■ WORK INSTRUCTION:
Take each line of the listing that has the string "path" and report it.

■ SUPPLIED INFORMATION:
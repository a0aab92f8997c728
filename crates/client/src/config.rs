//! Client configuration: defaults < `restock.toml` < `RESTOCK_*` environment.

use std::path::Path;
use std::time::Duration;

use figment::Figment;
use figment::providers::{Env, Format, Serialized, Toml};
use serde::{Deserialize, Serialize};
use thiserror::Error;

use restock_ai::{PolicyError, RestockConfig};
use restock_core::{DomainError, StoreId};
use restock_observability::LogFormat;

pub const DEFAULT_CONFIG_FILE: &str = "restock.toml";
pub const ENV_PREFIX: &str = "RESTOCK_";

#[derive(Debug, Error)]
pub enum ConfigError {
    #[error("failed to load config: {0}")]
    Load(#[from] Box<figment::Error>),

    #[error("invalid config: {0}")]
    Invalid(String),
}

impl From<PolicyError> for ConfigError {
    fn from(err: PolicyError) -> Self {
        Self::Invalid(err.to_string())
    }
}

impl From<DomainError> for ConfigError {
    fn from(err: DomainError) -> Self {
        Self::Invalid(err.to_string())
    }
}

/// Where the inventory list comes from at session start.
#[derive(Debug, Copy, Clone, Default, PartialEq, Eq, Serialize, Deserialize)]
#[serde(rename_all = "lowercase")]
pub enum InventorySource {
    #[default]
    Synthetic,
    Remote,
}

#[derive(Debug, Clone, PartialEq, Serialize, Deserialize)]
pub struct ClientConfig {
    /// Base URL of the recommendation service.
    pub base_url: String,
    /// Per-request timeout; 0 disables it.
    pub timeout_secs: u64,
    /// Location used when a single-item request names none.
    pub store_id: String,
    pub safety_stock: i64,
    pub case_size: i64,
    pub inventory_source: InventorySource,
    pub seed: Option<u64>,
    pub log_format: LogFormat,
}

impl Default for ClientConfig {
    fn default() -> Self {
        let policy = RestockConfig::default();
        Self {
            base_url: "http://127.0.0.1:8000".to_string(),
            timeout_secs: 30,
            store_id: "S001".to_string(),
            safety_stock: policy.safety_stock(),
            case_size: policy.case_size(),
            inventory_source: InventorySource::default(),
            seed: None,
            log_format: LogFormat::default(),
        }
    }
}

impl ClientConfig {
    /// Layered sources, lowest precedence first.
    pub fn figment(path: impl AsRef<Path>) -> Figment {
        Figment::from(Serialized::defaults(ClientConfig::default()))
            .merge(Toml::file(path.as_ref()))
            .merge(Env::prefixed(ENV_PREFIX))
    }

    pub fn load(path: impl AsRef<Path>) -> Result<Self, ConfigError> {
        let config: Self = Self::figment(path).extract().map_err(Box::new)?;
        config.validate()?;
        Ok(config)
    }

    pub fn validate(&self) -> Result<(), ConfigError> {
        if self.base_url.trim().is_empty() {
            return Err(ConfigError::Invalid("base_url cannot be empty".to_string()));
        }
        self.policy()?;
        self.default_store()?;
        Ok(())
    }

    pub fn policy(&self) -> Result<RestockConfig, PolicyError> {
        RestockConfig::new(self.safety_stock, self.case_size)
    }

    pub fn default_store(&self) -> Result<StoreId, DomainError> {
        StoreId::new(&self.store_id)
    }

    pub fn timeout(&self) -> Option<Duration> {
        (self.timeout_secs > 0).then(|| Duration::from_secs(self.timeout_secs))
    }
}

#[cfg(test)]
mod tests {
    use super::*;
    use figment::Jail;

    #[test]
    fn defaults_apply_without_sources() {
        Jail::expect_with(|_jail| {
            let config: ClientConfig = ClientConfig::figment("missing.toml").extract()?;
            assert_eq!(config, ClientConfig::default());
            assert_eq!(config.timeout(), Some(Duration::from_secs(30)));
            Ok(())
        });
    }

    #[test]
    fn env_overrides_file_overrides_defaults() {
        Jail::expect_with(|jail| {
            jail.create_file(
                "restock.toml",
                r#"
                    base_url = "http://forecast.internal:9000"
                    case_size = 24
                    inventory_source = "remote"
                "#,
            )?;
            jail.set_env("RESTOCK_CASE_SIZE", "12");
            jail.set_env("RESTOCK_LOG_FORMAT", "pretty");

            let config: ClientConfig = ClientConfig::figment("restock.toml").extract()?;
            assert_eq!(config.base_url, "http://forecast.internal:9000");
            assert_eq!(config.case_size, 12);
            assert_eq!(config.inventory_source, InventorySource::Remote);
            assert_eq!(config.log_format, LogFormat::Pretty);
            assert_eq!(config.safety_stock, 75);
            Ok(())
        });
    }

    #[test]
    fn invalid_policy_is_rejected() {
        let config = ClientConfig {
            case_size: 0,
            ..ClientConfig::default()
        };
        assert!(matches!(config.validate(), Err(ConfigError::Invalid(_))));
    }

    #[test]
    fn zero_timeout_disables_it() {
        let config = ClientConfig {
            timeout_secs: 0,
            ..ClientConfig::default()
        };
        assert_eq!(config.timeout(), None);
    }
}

■ YOUR RESPONSE:
use std::path::Path;
    pub fn figment(path: impl AsRef<Path>) -> Figment {
            .merge(Toml::file(path.as_ref()))
    pub fn load(path: impl AsRef<Path>) -> Result<Self, ConfigError> {
        let config: Self = Self::figment(path).extract().map_err(Box::new)?;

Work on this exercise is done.